Bono’s daughters have banned him from speaking about Harvey Weinstein.
The U2 frontman worked closely with the disgraced movie mogul on 2013’s ‘Long Walk to Freedom’ as he wrote the accompanying song ‘Ordinary Love’ and though he admitted the producer has one “very good work” for his band, the 58-year-old singer – who has daughters Jordan, 29, and Eve, 27, and sons Eli, 19, and John, 17, with wife Ali – won’t say too much about the sexual harassment allegations against him or the wider #MeToo movement because his kids don’t think it is his “time”.
He said: “He did very good work for U2. My daughters are very unforgiving in this regard. Whenever I get philosophical, they tell me, ‘It’s not your time to speak on this.’ ”
The ‘One’ hitmaker is also an avid philanthropist and has worked closely with a number of former US presidents, but he currently doesn’t want to “be near” President Donald Trump because he doesn’t “trust” him.
He told the Sunday Times magazine: “I’m wise enough to know that any sentence with his name in will become a headline, so I just don’t use his name. It’s nothing personal. It’s just you have to feel you can trust a person you’re going to get into that level of work with.
“Lots of my lefty friends doubted I could work with George Bush, but he came through, as did Tony Blair and Gordon Brown.”

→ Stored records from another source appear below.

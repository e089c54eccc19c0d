//! The file-like record capability consumed by compiled assertions.
//!
//! A candidate is eligible for matching only if it carries the two
//! structural markers of a file record: a message list and a history list.
//! Presence is what matters, not content. [`FileLike`] makes that gate an
//! explicit capability instead of ad-hoc structural probing.

use std::collections::BTreeMap;

/// A named field value read from a record.
///
/// Field checks compare string values; anything else a record stores under a
/// field is observable only as "present, but not a string".
#[derive(Debug, Clone, Copy, PartialEq, Eq)]
pub enum FieldValue<'a> {
    /// A string value.
    Str(&'a str),
    /// A present value of some non-string type.
    Other,
}

/// Capability trait for candidates that can be matched.
///
/// Records are produced by an external file-abstraction layer; the matcher
/// reads them by name and never constructs or mutates them.
///
/// The two marker methods form the validity gate: every compiled assertion
/// rejects a candidate for which either returns `false`, before any
/// check-specific logic runs.
pub trait FileLike {
    /// Whether the record carries a message list.
    fn has_messages(&self) -> bool;

    /// Whether the record carries a history list.
    fn has_history(&self) -> bool;

    /// Full path, if set.
    fn path(&self) -> Option<&str> {
        None
    }

    /// Base name (last path segment), if set.
    fn basename(&self) -> Option<&str> {
        None
    }

    /// Extension including the leading separator (e.g. `.js`), if set.
    ///
    /// A dotfile's extension is the dotfile name itself.
    fn extname(&self) -> Option<&str> {
        None
    }

    /// Base name without the extension, if set.
    fn stem(&self) -> Option<&str> {
        None
    }

    /// An arbitrary additional named field.
    ///
    /// The well-known names (`path`, `basename`, `extname`, `stem`) are
    /// routed through their accessors by the matcher and do not need to be
    /// handled here.
    fn field(&self, name: &str) -> Option<FieldValue<'_>> {
        let _ = name;
        None
    }
}

/// Passes iff the candidate carries both structural markers.
pub(crate) fn gate(file: &dyn FileLike) -> bool {
    file.has_messages() && file.has_history()
}

/// Reads a field by name, routing well-known names through their accessors.
pub(crate) fn lookup<'a>(file: &'a dyn FileLike, name: &str) -> Option<FieldValue<'a>> {
    match name {
        "path" => file.path().map(FieldValue::Str),
        "basename" => file.basename().map(FieldValue::Str),
        "extname" => file.extname().map(FieldValue::Str),
        "stem" => file.stem().map(FieldValue::Str),
        _ => file.field(name),
    }
}

/// A minimal in-memory record for tests, doctests, and embedding hosts that
/// only need path-derived fields.
///
/// `basename`, `extname`, and `stem` are derived from the path.
#[derive(Debug, Clone, Default)]
pub struct MemoryFile {
    path: Option<String>,
    fields: BTreeMap<String, String>,
}

impl MemoryFile {
    /// Creates a record with the given path.
    #[must_use]
    pub fn new<S: Into<String>>(path: S) -> Self {
        Self {
            path: Some(path.into()),
            fields: BTreeMap::new(),
        }
    }

    /// Creates a record with no path set.
    #[must_use]
    pub fn empty() -> Self {
        Self::default()
    }

    /// Adds an arbitrary string field.
    #[must_use]
    pub fn with_field<K: Into<String>, V: Into<String>>(mut self, name: K, value: V) -> Self {
        self.fields.insert(name.into(), value.into());
        self
    }

    fn split_extension(&self) -> Option<(&str, usize)> {
        let basename = self.basename()?;
        let dot = basename.rfind('.')?;
        Some((basename, dot))
    }
}

impl FileLike for MemoryFile {
    fn has_messages(&self) -> bool {
        true
    }

    fn has_history(&self) -> bool {
        true
    }

    fn path(&self) -> Option<&str> {
        self.path.as_deref()
    }

    fn basename(&self) -> Option<&str> {
        self.path().and_then(|p| p.rsplit('/').next())
    }

    fn extname(&self) -> Option<&str> {
        // `.gitignore` has the extension `.gitignore`.
        self.split_extension()
            .map(|(basename, dot)| &basename[dot..])
    }

    fn stem(&self) -> Option<&str> {
        match self.split_extension() {
            // Dotfile: the stem is the whole name.
            Some((basename, 0)) => Some(basename),
            Some((basename, dot)) => Some(&basename[..dot]),
            None => self.basename(),
        }
    }

    fn field(&self, name: &str) -> Option<FieldValue<'_>> {
        self.fields.get(name).map(|v| FieldValue::Str(v.as_str()))
    }
}
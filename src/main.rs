use anyhow::{Context, Result};
use clap::Parser;
use std::path::PathBuf;
use std::sync::Arc;
use summarizepro::{api, config, logging, service::SummarizeService};
use tokio::net::TcpListener;

/// SummarizePro HTTP server.
#[derive(Parser, Debug)]
#[command(version, about)]
struct Cli {
    /// Port to listen on (overrides `SERVER_PORT`).
    #[arg(long)]
    port: Option<u16>,
    /// Directory with the pre-built front-end (overrides `FRONTEND_DIR`).
    #[arg(long)]
    frontend_dir: Option<PathBuf>,
}

#[tokio::main]
async fn main() -> Result<()> {
    let cli = Cli::parse();
    let dotenv_path = config::load_dotenv();
    logging::init_tracing(&logging::LogSettings::from_env());
    if let Some(path) = dotenv_path {
        tracing::debug!(path = %path.display(), "Loaded environment file");
    }

    let mut config = config::init_config().context("failed to load configuration")?;
    if let Some(port) = cli.port {
        config.server_port = Some(port);
    }
    if let Some(frontend_dir) = cli.frontend_dir {
        config.frontend_dir = frontend_dir;
    }

    tracing::info!("Loading summarization model...");
    let service =
        SummarizeService::from_config(&config).context("failed to initialize summarizer")?;
    let app = api::create_router(
        Arc::new(service),
        api::RouterOptions {
            frontend_dir: config.frontend_dir.clone(),
            max_upload_bytes: config.max_upload_bytes,
        },
    );

    let (listener, port) = bind_listener(config.server_port)
        .await
        .context("failed to bind listener")?;
    tracing::info!("Listening on http://0.0.0.0:{}", port);
    axum::serve(listener, app)
        .await
        .context("server terminated unexpectedly")?;
    Ok(())
}

async fn bind_listener(
    configured_port: Option<u16>,
) -> Result<(TcpListener, u16), std::io::Error> {
    use std::net::Ipv4Addr;

    if let Some(port) = configured_port {
        return TcpListener::bind((Ipv4Addr::UNSPECIFIED, port))
            .await
            .map(|listener| (listener, port));
    }

    const PORT_RANGE: std::ops::RangeInclusive<u16> = 8000..=8099;
    for port in PORT_RANGE {
        match TcpListener::bind((Ipv4Addr::UNSPECIFIED, port)).await {
            Ok(listener) => {
                tracing::debug!(port, "Bound server port");
                return Ok((listener, port));
            }
            Err(err) if err.kind() == std::io::ErrorKind::AddrInUse => {
                tracing::debug!(port, "Port already in use; trying next");
                continue;
            }
            Err(err) => return Err(err),
        }
    }

    Err(std::io::Error::new(
        std::io::ErrorKind::AddrNotAvailable,
        "No available port found in range 8000-8099",
    ))
}
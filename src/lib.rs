#![deny(missing_docs)]

//! Core library for the SummarizePro summarization service.

/// HTTP routing and REST handlers.
pub mod api;
/// Line-based chunking under a character budget.
pub mod chunking;
/// Environment-driven configuration management.
pub mod config;
/// Plain-text extraction for PDF, DOCX and TXT uploads.
pub mod extraction;
/// Structured logging and tracing setup.
pub mod logging;
/// Request and chunk counters.
pub mod metrics;
/// Summarization pipeline shared by both endpoints.
pub mod service;
/// Summarization model adapters.
pub mod summarization;
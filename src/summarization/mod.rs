//! Abstractions over the pretrained abstractive summarization model.
//!
//! The model itself runs outside this process. Each adapter turns one chunk of text plus
//! length bounds into one summary string, decoding greedily so the same input always yields
//! the same output. Adapters are built once at startup and shared behind an `Arc`.

mod huggingface;
mod ollama;

pub use huggingface::HuggingFaceSummarizer;
pub use ollama::OllamaSummarizer;

use crate::config::{Config, SummarizationProvider};
use async_trait::async_trait;
use reqwest::Client;
use serde::Deserialize;
use std::sync::Arc;
use thiserror::Error;

/// Default upper bound on summary length, in model output units.
pub const DEFAULT_MAX_LENGTH: usize = 60;
/// Default lower bound on summary length, in model output units.
pub const DEFAULT_MIN_LENGTH: usize = 20;

/// Errors surfaced while attempting abstractive summarization.
#[derive(Debug, Error)]
pub enum SummarizationClientError {
    /// Provider was unreachable or the model is not currently served.
    #[error("Summarization provider unavailable: {0}")]
    ProviderUnavailable(String),
    /// Provider returned an error response.
    #[error("Failed to generate summary: {0}")]
    GenerationFailed(String),
    /// Provider response could not be parsed.
    #[error("Malformed provider response: {0}")]
    InvalidResponse(String),
}

/// Output length bounds passed to the model.
#[derive(Debug, Clone, Copy, PartialEq, Eq, Deserialize)]
pub struct SummaryLength {
    /// Longest acceptable summary.
    #[serde(default = "default_max_length")]
    pub max_length: usize,
    /// Shortest acceptable summary.
    #[serde(default = "default_min_length")]
    pub min_length: usize,
}

impl Default for SummaryLength {
    fn default() -> Self {
        Self {
            max_length: DEFAULT_MAX_LENGTH,
            min_length: DEFAULT_MIN_LENGTH,
        }
    }
}

fn default_max_length() -> usize {
    DEFAULT_MAX_LENGTH
}

fn default_min_length() -> usize {
    DEFAULT_MIN_LENGTH
}

/// Trim a generated summary, rejecting output that is empty once trimmed.
fn non_blank_summary(raw: &str, model: &str) -> Result<String, SummarizationClientError> {
    let summary = raw.trim();
    if summary.is_empty() {
        return Err(SummarizationClientError::InvalidResponse(format!(
            "model {model} returned an empty summary"
        )));
    }
    Ok(summary.to_string())
}

/// Interface implemented by summarization backends.
#[async_trait]
pub trait Summarizer: Send + Sync {
    /// Summarize one chunk of text within the requested length bounds.
    async fn summarize(
        &self,
        text: &str,
        length: SummaryLength,
    ) -> Result<String, SummarizationClientError>;

    /// Identifier of the model answering requests.
    fn model(&self) -> &str;
}

/// Build the summarizer selected by configuration.
pub fn build_summarizer(
    config: &Config,
) -> Result<Arc<dyn Summarizer>, SummarizationClientError> {
    let http = Client::builder()
        .user_agent(concat!("summarize-pro/", env!("CARGO_PKG_VERSION")))
        .build()
        .map_err(|error| {
            SummarizationClientError::ProviderUnavailable(format!(
                "failed to construct HTTP client: {error}"
            ))
        })?;

    let summarizer: Arc<dyn Summarizer> = match config.summarization_provider {
        SummarizationProvider::HuggingFace => Arc::new(HuggingFaceSummarizer::new(
            http,
            &config.hf_api_url,
            &config.summarization_model,
            config.hf_api_token.clone(),
        )),
        SummarizationProvider::Ollama => Arc::new(OllamaSummarizer::new(
            http,
            config.ollama_url.clone(),
            config.summarization_model.clone(),
        )),
    };

    tracing::info!(
        provider = ?config.summarization_provider,
        model = summarizer.model(),
        "Summarization model ready"
    );
    Ok(summarizer)
}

Asked if Trump is on side, he added: “No, he’s trying to cut all that stuff at the moment, which is why I don’t want to be near him. If he’d put down the axe, maybe we could work with his administration. But we can’t with the sword of Damocles hanging.”
But Bono did recently meet Vice President Mike Pence because of his involvement in the President’s Emergency Plan for Aids Relief, which was founded in 2003.
Asked if he found him helpful, he said: “Well, we haven’t had the vicious cuts that the administration proposed.”
The ‘Vertigo’ singer has retained his friendships with many of the former presidents he has worked with, including Bill Clinton, George W. Bush and Barack Obama.
He said: “I saw the 44th president last week — I’m still close with Obama. He and his missus and his kids have been in our local pub.
“I don’t like to think of my relationships with these people as retail. Having gone through some stuff together, we stay together even when they’re out of office.
“I saw George Bush on his ranch. He spent $22m on antiretroviral drugs and I had to thank him for that.”